> _Task objective_: Instruction for the entries that follow: retype exactly the lines from the line with "Ok(self.articles.iter().take(limit).cloned().collect())" to the line with "Nadella Brings Sam", both included, and omit all others.
::: Material provided :::
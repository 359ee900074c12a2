//! Unordered, concurrent merge
//!
//! Sources are drained by a fixed pool of worker threads; accepted records
//! meet in one bounded hand-off queue that the calling thread writes out.
//! Output contains every accepted record but no ordering across sources.
//!
//! # Module Structure
//!
//! - `types`: Pool configuration, jobs and per-worker context
//! - `tracker`: Finished-worker counter and stats merge
//! - `worker`: Worker thread draining one source at a time
//! - `sink`: Writer loop consuming the hand-off queue
//! - `processor`: Main UnorderedWorkerPool orchestration

mod processor;
mod sink;
mod tracker;
mod types;
mod worker;

// Re-export public types
pub use processor::UnorderedWorkerPool;
pub use types::{ParallelConfig, DEFAULT_QUEUE_SIZE};
//! Thread-safe state tracking for the worker pool
//!
//! Contains GlobalTracker, which merges per-worker statistics and counts
//! finished workers, and WorkerGuard, which owns a worker's end of the
//! hand-off queue.

use crossbeam_channel::Sender;
use std::sync::atomic::{AtomicUsize, Ordering};
use std::sync::{Arc, Mutex, MutexGuard};
use std::time::Instant;

use crate::stats::MergeStats;

#[derive(Clone)]
pub(crate) struct GlobalTracker {
    stats: Arc<Mutex<MergeStats>>,
    finished: Arc<AtomicUsize>,
    workers: usize,
    start_time: Instant,
}

impl GlobalTracker {
    pub fn new(workers: usize) -> Self {
        Self {
            stats: Arc::new(Mutex::new(MergeStats::new())),
            finished: Arc::new(AtomicUsize::new(0)),
            workers,
            start_time: Instant::now(),
        }
    }

    /// Lock merged stats with poison recovery
    fn lock_stats(&self) -> MutexGuard<'_, MergeStats> {
        match self.stats.lock() {
            Ok(guard) => guard,
            Err(poisoned) => {
                tracing::warn!("worker thread panicked, recovering merge stats");
                poisoned.into_inner()
            }
        }
    }

    /// Fold one worker's local counters into the totals
    pub fn merge_worker_stats(&self, worker_stats: &MergeStats) {
        self.lock_stats().merge(worker_stats);
    }

    /// Hand a worker its sender; dropping the guard marks the worker finished
    pub fn worker_guard(&self, worker_id: usize, records: Sender<Vec<u8>>) -> WorkerGuard {
        WorkerGuard {
            worker_id,
            records: Some(records),
            tracker: self.clone(),
        }
    }

    pub fn finished_workers(&self) -> usize {
        self.finished.load(Ordering::SeqCst)
    }

    pub fn all_finished(&self) -> bool {
        self.finished_workers() == self.workers
    }

    /// Final totals with the elapsed time filled in
    pub fn get_final_stats(&self) -> MergeStats {
        let mut stats = self.lock_stats().clone();
        stats.elapsed = self.start_time.elapsed();
        stats
    }

    fn finish_worker(&self, worker_id: usize) {
        let finished = self.finished.fetch_add(1, Ordering::SeqCst) + 1;
        tracing::debug!(worker = worker_id, finished, total = self.workers, "worker finished");
        if finished == self.workers {
            tracing::debug!("all workers finished, hand-off queue closed");
        }
    }
}

/// A worker's handle on the hand-off queue
///
/// Dropping it (normal return, early exit or panic) releases the sender
/// before the finished count is bumped, so the queue is closed once the last
/// worker has been counted.
pub(crate) struct WorkerGuard {
    worker_id: usize,
    records: Option<Sender<Vec<u8>>>,
    tracker: GlobalTracker,
}

impl WorkerGuard {
    pub fn records(&self) -> Option<&Sender<Vec<u8>>> {
        self.records.as_ref()
    }
}

impl Drop for WorkerGuard {
    fn drop(&mut self) {
        self.records.take();
        self.tracker.finish_worker(self.worker_id);
    }
}
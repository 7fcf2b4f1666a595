//! Article sources: the RSS feed and a fixed demo set.

use std::time::Duration;

use async_trait::async_trait;
use tracing::{debug, info};

use crate::config::FeedConfig;
use crate::models::Article;
use crate::{Error, Result};

/// Finite, ordered batch of the latest articles.
#[async_trait]
pub trait ArticleSource: Send + Sync {
    /// At most `limit` articles, newest first as published by the source.
    async fn fetch_latest(&self, limit: usize) -> Result<Vec<Article>>;
}

/// RSS/Atom feed fetched over HTTP.
pub struct RssSource {
    client: reqwest::Client,
    url: String,
}

impl RssSource {
    pub fn new(config: &FeedConfig) -> Result<Self> {
        let client = reqwest::Client::builder()
            .timeout(Duration::from_secs(config.timeout_secs))
            .user_agent("insider_graph/0.1.0")
            .build()
            .map_err(|e| Error::Feed(format!("HTTP client error: {}", e)))?;
        Ok(Self {
            client,
            url: config.url.clone(),
        })
    }

    pub fn url(&self) -> &str {
        &self.url
    }
}

#[async_trait]
impl ArticleSource for RssSource {
    async fn fetch_latest(&self, limit: usize) -> Result<Vec<Article>> {
        let resp = self
            .client
            .get(&self.url)
            .send()
            .await
            .map_err(|e| Error::Feed(format!("feed fetch failed: {}", e)))?;

        if !resp.status().is_success() {
            return Err(Error::Feed(format!("feed returned {}", resp.status())));
        }

        let bytes = resp
            .bytes()
            .await
            .map_err(|e| Error::Feed(format!("failed to read feed body: {}", e)))?;
        let articles = parse_feed(&bytes, limit)?;

        info!(url = %self.url, items = articles.len(), "📰 Feed fetched");
        Ok(articles)
    }
}

/// Parse RSS/Atom bytes into at most `limit` articles, in feed order.
pub fn parse_feed(bytes: &[u8], limit: usize) -> Result<Vec<Article>> {
    let feed =
        feed_rs::parser::parse(bytes).map_err(|e| Error::Feed(format!("invalid feed: {}", e)))?;

    Ok(feed
        .entries
        .into_iter()
        .take(limit)
        .map(|entry| {
            let summary = entry
                .summary
                .map(|s| s.content)
                .or_else(|| entry.content.and_then(|c| c.body))
                .unwrap_or_default();

            Article {
                title: entry
                    .title
                    .map(|t| collapse_whitespace(&t.content))
                    .unwrap_or_default(),
                summary: strip_markup(&summary),
                link: entry.links.first().map(|l| l.href.clone()).unwrap_or_default(),
                published: entry.published.or(entry.updated),
            }
        })
        .collect())
}

/// Reduce an HTML fragment to single-spaced plain text.
pub fn strip_markup(html: &str) -> String {
    let text = html2text::from_read(html.as_bytes(), 10_000).unwrap_or_else(|e| {
        debug!("html2text failed, using raw summary: {}", e);
        html.to_string()
    });
    collapse_whitespace(&text)
}

fn collapse_whitespace(text: &str) -> String {
    text.split_whitespace().collect::<Vec<_>>().join(" ")
}

/// Fixed list of articles, served in order.
#[derive(Debug, Clone, Default)]
pub struct StaticSource {
    articles: Vec<Article>,
}

impl StaticSource {
    pub fn new(articles: Vec<Article>) -> Self {
        Self { articles }
    }

    /// The built-in demo set: a burst of AI industry headlines with deliberate
    /// duplicates and naming variants.
    pub fn demo() -> Self {
        Self::new(
            DEMO_ARTICLES
                .iter()
                .enumerate()
                .map(|(i, (title, summary))| {
                    Article::new(*title, *summary)
                        .with_link(format!("urn:insider-graph:demo:{}", i + 1))
                })
                .collect(),
        )
    }

    pub fn articles(&self) -> &[Article] {
        &self.articles
    }

    pub fn len(&self) -> usize {
        self.articles.len()
    }

    pub fn is_empty(&self) -> bool {
        self.articles.is_empty()
    }
}

#[async_trait]
impl ArticleSource for StaticSource {
    async fn fetch_latest(&self, limit: usize) -> Result<Vec<Article>> {
        Ok(self.articles.iter().take(limit).cloned().collect())
    }
}

const DEMO_ARTICLES: &[(&str, &str)] = &[
    (
        "OpenAI Board Fires Sam Altman",
        "In a stunning move, OpenAI's board has removed Sam Altman as CEO, citing lack of candor.",
    ),
    (
        "Microsoft Hires Sam Altman",
        "Satya Nadella announced Sam Altman will head Microsoft's new advanced AI research division.",
    ),
    (
        "Sam Altman Returns to OpenAI",
        "After internal turmoil, Sam Altman is reinstated as OpenAI CEO with a restructured board.",
    ),
    (
        "Sam Altman Fired by OpenAI Board",
        "OpenAI dismissed CEO Sam Altman due to concerns about transparency.",
    ),
    (
        "Satya Nadella Brings Sam Altman to Microsoft",
        "Microsoft hires former OpenAI CEO Sam Altman to lead a new AI research division.",
    ),
    (
        "Nvidia Unveils Blackwell B200 GPU",
        "The Blackwell B200 promises massive improvements in AI inference performance.",
    ),
    (
        "Elon Musk Sues OpenAI",
        "Elon Musk claims OpenAI deviated from its original nonprofit mission.",
    ),
    (
        "Apple Introduces Apple Intelligence",
        "Apple enters the AI race with deep integration of generative models into iOS and macOS.",
    ),
    (
        "The New York Times Sues Microsoft and OpenAI",
        "NYT alleges mass copyright violation from training language models.",
    ),
    (
        "Nvidia Reveals B200 Blackwell",
        "CEO Jensen Huang announces the new GPU for advanced AI.",
    ),
    (
        "Microsoft and OpenAI Strengthen AI Partnership",
        "After recent leadership turbulence, Microsoft deepens its collaboration with OpenAI to accelerate AI research.",
    ),
    (
        "Jensen Huang Talks About Blackwell Architecture",
        "The Nvidia CEO explained how the Blackwell architecture will redefine AI compute efficiency.",
    ),
    (
        "Elon Musk Criticizes OpenAI on Social Media",
        "Musk posted that OpenAI had strayed from its original mission, deepening his conflict with the organization.",
    ),
    (
        "Apple Intelligence Will Compete with OpenAI Models",
        "Analysts believe Apple Intelligence aims to challenge models like GPT and Claude.",
    ),
    (
        "NYT vs OpenAI Legal Battle Intensifies",
        "The New York Times expanded its lawsuit, adding further allegations of misuse.",
    ),
    (
        "Meta Develops Llama 4 Turbo Variant",
        "Meta is reportedly testing a faster version of Llama 4 for enterprise clients.",
    ),
    (
        "Google DeepMind Teases Gemini Ultra Mode",
        "DeepMind hinted at a new mode in Gemini designed for long-context reasoning.",
    ),
    (
        "Nvidia Partners with Tesla for AI Training",
        "Tesla announced a collaboration with Nvidia to improve training efficiency for its robotics models.",
    ),
    (
        "Anthropic Expands Claude Model Family",
        "Claude 4.1 Mini and Claude 4.1 Pro Max were revealed as part of a scaling strategy.",
    ),
    (
        "Microsoft Faces Pressure Over NYT Lawsuit",
        "Legal experts say Microsoft may face secondary liability in the copyright case.",
    ),
    (
        "Blackwell B200 Benchmarks Leak Online",
        "Early benchmarks show significant gains over the previous H100 hardware.",
    ),
];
:::
> _Problem solution_:
        Ok(self.articles.iter().take(limit).cloned().collect())
    }
}

const DEMO_ARTICLES: &[(&str, &str)] = &[
    (
        "OpenAI Board Fires Sam Altman",
        "In a stunning move, OpenAI's board has removed Sam Altman as CEO, citing lack of candor.",
    ),
    (
        "Microsoft Hires Sam Altman",
        "Satya Nadella announced Sam Altman will head Microsoft's new advanced AI research division.",
    ),
    (
        "Sam Altman Returns to OpenAI",
        "After internal turmoil, Sam Altman is reinstated as OpenAI CEO with a restructured board.",
    ),
    (
        "Sam Altman Fired by OpenAI Board",
        "OpenAI dismissed CEO Sam Altman due to concerns about transparency.",
    ),
    (
        "Satya Nadella Brings Sam Altman to Microsoft",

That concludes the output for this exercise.